Atomic write works by first writing a temporary file, then syncing that
temporary file to ensure it is fully on disk before the program can
continue, and in the last step renaming the temporary file to the
target. The middle step was missing, which is likely to lead to a
truncated target file being present after power loss. Add this step.
Furthermore, even with this fix, atomicity is not fully guaranteed,
because FAT32 can become corrupted after power loss due to its design
shortcomings. Even though we cannot really do anything about this case,
adjust the comment to at least acknowledge the situation.
Since most files (stubs, kernels and initrds) on the ESP are properly
input-addressed or content-addressed now, there is no point in
overwriting them any more. Hence we detect what generations are already
properly installed, and don't reinstall them any more.

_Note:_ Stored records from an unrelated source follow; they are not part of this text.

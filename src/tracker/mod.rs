//! The state tracker: wraps an object and records every attribute write.
//!
//! Each write goes through [`StateTracker::set_attribute`], which:
//! 1. reads the previous value from the latest log entry (not from the object)
//! 2. applies the write to the wrapped object
//! 3. appends an entry with the simplified diff and a full simplified snapshot
//! 4. evicts the oldest entry if the log is over capacity
//! 5. rewrites the log file when one is configured
//!
//! All of this finishes before `set_attribute` returns.

use crate::builder::TrackerConfig;
use crate::core::{is_reserved, ChangeLog, LogEntry, SimplifyPolicy, Trackable, Value};
use crate::persist::{self, Encoder, PersistResult};
use serde_json::{Map, Value as JsonValue};
use std::collections::VecDeque;
use std::path::Path;
use tracing::{debug, trace, warn};

mod error;

pub use error::{TrackError, TrackResult};

/// Tracked object together with its bounded change log.
///
/// # Example
///
/// ```rust
/// use statesight::builder::TrackerBuilder;
/// use statesight::core::{DynamicObject, Value};
///
/// let object = DynamicObject::new("Point").with("x", 0).with("y", 0);
/// let mut tracker = TrackerBuilder::new().buffer_size(20).build(object).unwrap();
///
/// tracker.set_attribute("x", 1).unwrap();
/// tracker.set_attribute("x", 2).unwrap();
///
/// let log = tracker.get_log();
/// assert_eq!(log.len(), 3);
/// assert_eq!(log[2].change.previous(), Some(&Value::Int(1)));
/// assert_eq!(log[2].change.current(), Some(&Value::Int(2)));
/// ```
pub struct StateTracker<T: Trackable> {
    object: T,
    config: TrackerConfig,
    policy: SimplifyPolicy,
    encoder: Encoder,
    log: ChangeLog,
    muted: bool,
}

impl<T: Trackable> StateTracker<T> {
    /// Wrap an object without recording anything yet.
    pub(crate) fn new(object: T, config: TrackerConfig) -> Self {
        Self {
            policy: config.policy(),
            encoder: config.encoder(),
            log: ChangeLog::new(config.buffer_size),
            object,
            config,
            muted: false,
        }
    }

    /// Stop recording; writes still reach the object.
    pub(crate) fn mute(&mut self) {
        self.muted = true;
    }

    /// Reset the log and record the initial snapshot.
    pub(crate) fn start(&mut self) -> TrackResult<()> {
        self.muted = false;
        self.log.clear();
        let entry = LogEntry::initial(self.policy.snapshot(&self.object));
        self.record(entry)
    }

    /// Write an attribute and record the change.
    ///
    /// The previous value in the recorded diff is the one stored in the latest
    /// log entry's snapshot, or `Value::Unset` if that snapshot lacks the
    /// attribute. If the log file cannot be written, the write and its entry
    /// are kept and `TrackError::Persist` is returned.
    ///
    /// An empty name is rejected: it marks the initial entry in the log.
    pub fn set_attribute(&mut self, name: &str, value: impl Into<Value>) -> TrackResult<()> {
        if name.is_empty() {
            return Err(TrackError::EmptyAttributeName);
        }
        if is_reserved(name) {
            return Err(TrackError::ReservedAttribute {
                name: name.to_string(),
            });
        }

        let previous = self
            .log
            .latest()
            .map_or(Value::Unset, |entry| entry.value_of(name));
        let value = value.into();
        self.object.assign(name, value.clone())?;

        if self.muted {
            trace!(attribute = name, "write during initialization, not recorded");
            return Ok(());
        }

        let entry = LogEntry::update(
            name,
            self.policy.simplify(&previous),
            self.policy.simplify(&value),
            self.policy.snapshot(&self.object),
        );
        self.record(entry)
    }

    fn record(&mut self, entry: LogEntry) -> TrackResult<()> {
        debug!(
            type_name = self.object.type_name(),
            attribute = entry.changed_attribute.as_str(),
            "recording state change"
        );

        if self.log.record(entry).is_some() {
            warn!(
                buffer_size = self.log.capacity(),
                "Buffer full, removing oldest entry"
            );
        }

        self.flush()
    }

    /// Rewrite the configured log file. Does nothing without a log file.
    pub fn flush(&self) -> TrackResult<()> {
        if let Some(path) = &self.config.log_file {
            self.flush_to(path)?;
        }
        Ok(())
    }

    /// Write the current log to `path`, format chosen by its extension.
    pub fn flush_to(&self, path: impl AsRef<Path>) -> PersistResult<()> {
        let path = path.as_ref();
        let format = persist::write_log(path, self.log.iter(), &self.encoder)?;
        debug!(
            path = %path.display(),
            format = format.name(),
            entries = self.log.len(),
            "log file written"
        );
        Ok(())
    }

    /// All retained entries, oldest first.
    pub fn get_log(&self) -> &VecDeque<LogEntry> {
        self.log.entries()
    }

    pub fn log(&self) -> &ChangeLog {
        &self.log
    }

    /// Most recent entry.
    pub fn latest(&self) -> Option<&LogEntry> {
        self.log.latest()
    }

    /// Live value of one attribute.
    pub fn get(&self, name: &str) -> Option<Value> {
        self.object.attribute(name)
    }

    /// The wrapped object. Mutate it only through `set_attribute`.
    pub fn inner(&self) -> &T {
        &self.object
    }

    pub fn into_inner(self) -> T {
        self.object
    }

    pub fn config(&self) -> &TrackerConfig {
        &self.config
    }

    /// Pretty-printed JSON of the live object.
    ///
    /// Attributes are encoded unsimplified, followed by the tracker's
    /// `_buffer_size` and `_log_file` settings. The log itself is left out;
    /// use [`get_log`](Self::get_log) or the log file for that.
    pub fn to_json(&self) -> TrackResult<String> {
        let mut document: Map<String, JsonValue> = self
            .object
            .attributes()
            .into_iter()
            .filter(|(name, _)| !is_reserved(name))
            .map(|(name, value)| {
                let encoded = self.encoder.encode(&value);
                (name, encoded)
            })
            .collect();

        document.insert(
            "_buffer_size".to_string(),
            JsonValue::from(self.config.buffer_size),
        );
        document.insert(
            "_log_file".to_string(),
            self.config
                .log_file
                .as_ref()
                .map_or(JsonValue::Null, |path| {
                    JsonValue::String(path.display().to_string())
                }),
        );

        let bytes = persist::to_pretty_json(&document)?;
        Ok(String::from_utf8_lossy(&bytes).into_owned())
    }
}

#[cfg(test)]
mod tests {
    use super::*;
    use crate::builder::TrackerBuilder;
    use crate::core::{DynamicObject, ValueKind};
    use std::fmt;
    use std::sync::{Arc, Mutex};
    use tracing::field::{Field, Visit};
    use tracing::{Event, Level, Subscriber};
    use tracing_subscriber::layer::{Context, Layer, SubscriberExt};

    fn point() -> DynamicObject {
        DynamicObject::new("Point").with("x", 0).with("y", 0)
    }

    #[test]
    fn construction_records_single_initial_entry() {
        let tracker = TrackerBuilder::new().build(point()).unwrap();
        let log = tracker.get_log();

        assert_eq!(log.len(), 1);
        assert!(log[0].change.is_initial());
        assert_eq!(log[0].changed_attribute, "");
        assert_eq!(log[0].value_of("x"), Value::Int(0));
        assert_eq!(log[0].value_of("y"), Value::Int(0));
    }

    #[test]
    fn writes_record_previous_and_current() {
        let mut tracker = TrackerBuilder::new().buffer_size(20).build(point()).unwrap();
        tracker.set_attribute("x", 1).unwrap();
        tracker.set_attribute("x", 2).unwrap();

        let log = tracker.get_log();
        assert_eq!(log.len(), 3);
        assert_eq!(log[1].changed_attribute, "x");
        assert_eq!(log[1].change.previous(), Some(&Value::Int(0)));
        assert_eq!(log[1].change.current(), Some(&Value::Int(1)));
        assert_eq!(log[2].change.previous(), Some(&Value::Int(1)));
        assert_eq!(log[2].change.current(), Some(&Value::Int(2)));
        assert_eq!(log[2].value_of("x"), Value::Int(2));
        assert_eq!(log[2].value_of("y"), Value::Int(0));
    }

    #[test]
    fn new_attribute_has_unset_previous() {
        let mut tracker = TrackerBuilder::new().build(point()).unwrap();
        tracker.set_attribute("z", "fresh").unwrap();

        let entry = tracker.latest().unwrap();
        assert_eq!(entry.change.previous(), Some(&Value::Unset));
        assert_eq!(entry.value_of("z"), Value::from("fresh"));
    }

    #[test]
    fn previous_value_comes_from_log_not_object() {
        let object = DynamicObject::new("Bag").with("items", vec![1, 2]);
        let mut tracker = TrackerBuilder::new().build(object).unwrap();
        tracker.set_attribute("items", vec![3, 4]).unwrap();

        let change = &tracker.latest().unwrap().change;
        assert_eq!(change.previous(), Some(&Value::Placeholder(ValueKind::List)));
        assert_eq!(change.current(), Some(&Value::Placeholder(ValueKind::List)));
        assert_eq!(tracker.get("items"), Some(Value::from(vec![3, 4])));
    }

    #[test]
    fn eviction_keeps_most_recent_entries() {
        let mut tracker = TrackerBuilder::new().buffer_size(3).build(point()).unwrap();
        for i in 1..=5 {
            tracker.set_attribute("x", i).unwrap();
        }

        let currents: Vec<&Value> = tracker
            .get_log()
            .iter()
            .filter_map(|e| e.change.current())
            .collect();
        assert_eq!(currents, vec![&Value::Int(3), &Value::Int(4), &Value::Int(5)]);
    }

    #[test]
    fn reserved_names_are_rejected() {
        let mut tracker = TrackerBuilder::new().build(point()).unwrap();
        let result = tracker.set_attribute("_log", 1);

        assert!(matches!(result, Err(TrackError::ReservedAttribute { .. })));
        assert_eq!(tracker.get_log().len(), 1);
        assert_eq!(tracker.get("_log"), None);
    }

    #[test]
    fn empty_name_is_rejected() {
        let mut tracker = TrackerBuilder::new().build(point()).unwrap();
        let result = tracker.set_attribute("", 1);

        assert!(matches!(result, Err(TrackError::EmptyAttributeName)));
        assert_eq!(tracker.get_log().len(), 1);
        assert_eq!(tracker.get(""), None);
    }

    #[derive(Clone, Default)]
    struct WarnCapture(Arc<Mutex<Vec<String>>>);

    impl WarnCapture {
        fn messages(&self) -> Vec<String> {
            self.0.lock().unwrap().clone()
        }
    }

    struct MessageVisitor(Option<String>);

    impl Visit for MessageVisitor {
        fn record_debug(&mut self, field: &Field, value: &dyn fmt::Debug) {
            if field.name() == "message" {
                self.0 = Some(format!("{value:?}"));
            }
        }
    }

    impl<S: Subscriber> Layer<S> for WarnCapture {
        fn on_event(&self, event: &Event<'_>, _ctx: Context<'_, S>) {
            if *event.metadata().level() != Level::WARN {
                return;
            }
            let mut visitor = MessageVisitor(None);
            event.record(&mut visitor);
            if let Some(message) = visitor.0 {
                self.0.lock().unwrap().push(message);
            }
        }
    }

    #[test]
    fn eviction_warns_once_per_dropped_entry() {
        let capture = WarnCapture::default();
        let subscriber = tracing_subscriber::registry().with(capture.clone());

        tracing::subscriber::with_default(subscriber, || {
            let mut tracker = TrackerBuilder::new().buffer_size(3).build(point()).unwrap();
            tracker.set_attribute("x", 1).unwrap();
            tracker.set_attribute("x", 2).unwrap();
            assert!(capture.messages().is_empty());

            for i in 3..=5 {
                tracker.set_attribute("x", i).unwrap();
            }
        });

        let messages = capture.messages();
        assert_eq!(messages.len(), 3);
        assert!(messages
            .iter()
            .all(|m| m == "Buffer full, removing oldest entry"));
    }

    #[test]
    fn rejected_assignment_records_nothing() {
        crate::trackable! {
            struct Typed {
                count: i64,
            }
        }

        let mut tracker = TrackerBuilder::new().build(Typed { count: 0 }).unwrap();
        let result = tracker.set_attribute("count", "three");

        assert!(matches!(result, Err(TrackError::Assign(_))));
        assert_eq!(tracker.get_log().len(), 1);
        assert_eq!(tracker.inner().count, 0);
    }

    #[test]
    fn to_json_encodes_live_object_and_settings() {
        let object = point().with("tags", vec!["a".to_string()]);
        let mut tracker = TrackerBuilder::new().buffer_size(7).build(object).unwrap();
        tracker.set_attribute("x", 5).unwrap();

        let json: serde_json::Value = serde_json::from_str(&tracker.to_json().unwrap()).unwrap();
        assert_eq!(
            json,
            serde_json::json!({
                "x": 5,
                "y": 0,
                "tags": ["a"],
                "_buffer_size": 7,
                "_log_file": null
            })
        );
    }

    #[test]
    fn to_json_is_indented_with_four_spaces() {
        let tracker = TrackerBuilder::new().build(point()).unwrap();
        let text = tracker.to_json().unwrap();
        assert!(text.starts_with("{\n    \"x\": 0,"));
    }

    #[test]
    fn flush_without_log_file_is_a_no_op() {
        let tracker = TrackerBuilder::new().build(point()).unwrap();
        assert!(tracker.flush().is_ok());
    }

    #[test]
    fn into_inner_returns_final_object() {
        let mut tracker = TrackerBuilder::new().build(point()).unwrap();
        tracker.set_attribute("y", 9).unwrap();

        let object = tracker.into_inner();
        assert_eq!(object.get("y"), Some(&Value::Int(9)));
    }
}
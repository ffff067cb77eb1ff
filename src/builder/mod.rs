//! Builder API for creating trackers.
//!
//! This module provides a fluent builder over [`TrackerConfig`] and the
//! [`trackable!`](crate::trackable) macro for declaring tracked types with
//! minimal boilerplate.

pub mod config;
pub mod error;
pub mod macros;

pub use config::{TrackerConfig, DEFAULT_BUFFER_SIZE};
pub use error::{ConfigError, ConfigViolation};

use crate::core::Trackable;
use crate::tracker::{StateTracker, TrackResult};
use std::path::PathBuf;

/// Builder for constructing trackers with a fluent API.
///
/// # Example
///
/// ```
/// use statesight::builder::TrackerBuilder;
/// use statesight::core::DynamicObject;
///
/// let tracker = TrackerBuilder::new()
///     .buffer_size(50)
///     .log_dicts(true)
///     .build(DynamicObject::new("Config").with("retries", 3))
///     .unwrap();
///
/// assert_eq!(tracker.get_log().len(), 1);
/// assert_eq!(tracker.config().buffer_size, 50);
/// ```
#[derive(Debug, Clone, Default)]
pub struct TrackerBuilder {
    config: TrackerConfig,
}

impl TrackerBuilder {
    /// Create a builder with default settings.
    pub fn new() -> Self {
        Self::default()
    }

    /// Start from an existing configuration.
    pub fn from_config(config: TrackerConfig) -> Self {
        Self { config }
    }

    /// Maximum number of entries kept in memory.
    pub fn buffer_size(mut self, size: usize) -> Self {
        self.config.buffer_size = size;
        self
    }

    /// Mirror the log to a file; format follows the extension.
    pub fn log_file(mut self, path: impl Into<PathBuf>) -> Self {
        self.config.log_file = Some(path.into());
        self
    }

    pub fn log_lists(mut self, enabled: bool) -> Self {
        self.config.log_lists = enabled;
        self
    }

    pub fn log_dicts(mut self, enabled: bool) -> Self {
        self.config.log_dicts = enabled;
        self
    }

    pub fn log_numpy_arrays(mut self, enabled: bool) -> Self {
        self.config.log_numpy_arrays = enabled;
        self
    }

    pub fn config(&self) -> &TrackerConfig {
        &self.config
    }

    /// Track an already constructed object.
    ///
    /// The log starts with a single "Initial State" entry describing the
    /// object as given.
    pub fn build<T: Trackable>(self, object: T) -> TrackResult<StateTracker<T>> {
        self.config.check()?;
        let mut tracker = StateTracker::new(object, self.config);
        tracker.start()?;
        Ok(tracker)
    }

    /// Track an object built up by an initializer.
    ///
    /// `init` runs against the tracker with recording switched off: its
    /// writes reach the object but produce no entries and no file writes.
    /// Afterwards the log holds a single "Initial State" entry.
    ///
    /// # Example
    ///
    /// ```
    /// use statesight::builder::TrackerBuilder;
    /// use statesight::core::{DynamicObject, Value};
    ///
    /// let tracker = TrackerBuilder::new()
    ///     .construct(DynamicObject::new("Point"), |t| {
    ///         t.set_attribute("x", 10)?;
    ///         t.set_attribute("y", "Hello")?;
    ///         Ok(())
    ///     })
    ///     .unwrap();
    ///
    /// let log = tracker.get_log();
    /// assert_eq!(log.len(), 1);
    /// assert!(log[0].change.is_initial());
    /// assert_eq!(log[0].value_of("y"), Value::from("Hello"));
    /// ```
    pub fn construct<T, F>(self, seed: T, init: F) -> TrackResult<StateTracker<T>>
    where
        T: Trackable,
        F: FnOnce(&mut StateTracker<T>) -> TrackResult<()>,
    {
        self.config.check()?;
        let mut tracker = StateTracker::new(seed, self.config);
        tracker.mute();
        init(&mut tracker)?;
        tracker.start()?;
        Ok(tracker)
    }
}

This approach leads to two distinct improvements:
* Rollbacks are more reliable, because initrd secrets and stubs do not
change any more for existing generations (with the necessary exception
of stubs in case of signature key rotation). In particular, the risk
of a newer stub breaking (for example, because of bad interactions
with certain firmware) old and previously working generations is
avoided.
* Kernels and initrds that are not going to be (re)installed anyway are
not read and hashed any more. This significantly reduces the I/O and
CPU time required for the installation process, particularly when
there is a large number of generations.
The following drawbacks are noted:
* The first time installation is performed after these changes, most of
the ESP is re-written at a different path; as a result, the disk usage
increases to roughly the double until the GC is performed.
* If multiple generations share a bare initrd, but have different
secrets scripts, the final initrds will now be separated, leading to
increased disk usage. However, this situation should be rare, and the
previous behavior was arguably incorrect anyway.
* If the files on the ESP are corrupted, running the installation again
will not overwrite them with the correct versions. Since the files are
written atomically, this situation should not happen except in case of
file system corruption, and it is questionable whether overwriting
really fixes the problem in this case.
The stubs on the ESP are now input-addressed, where the inputs are the
system toplevel and the public key used for signature. This way, it is
guaranteed that any stub at a given path will boot the desired system,
even in the presence of one of the two edge-cases where it was not
previously guaranteed:
* The latest generation was deleted at one point, and its generation
number was reused by a different system configuration. This is
detected because the toplevel will change.
* The secure boot signing key was rotated, so old stubs would not boot
at all any more. This is detected because the public key will change.
Avoiding these two cases will allow to skip reinstallation of stubs that
are already in place at the correct path.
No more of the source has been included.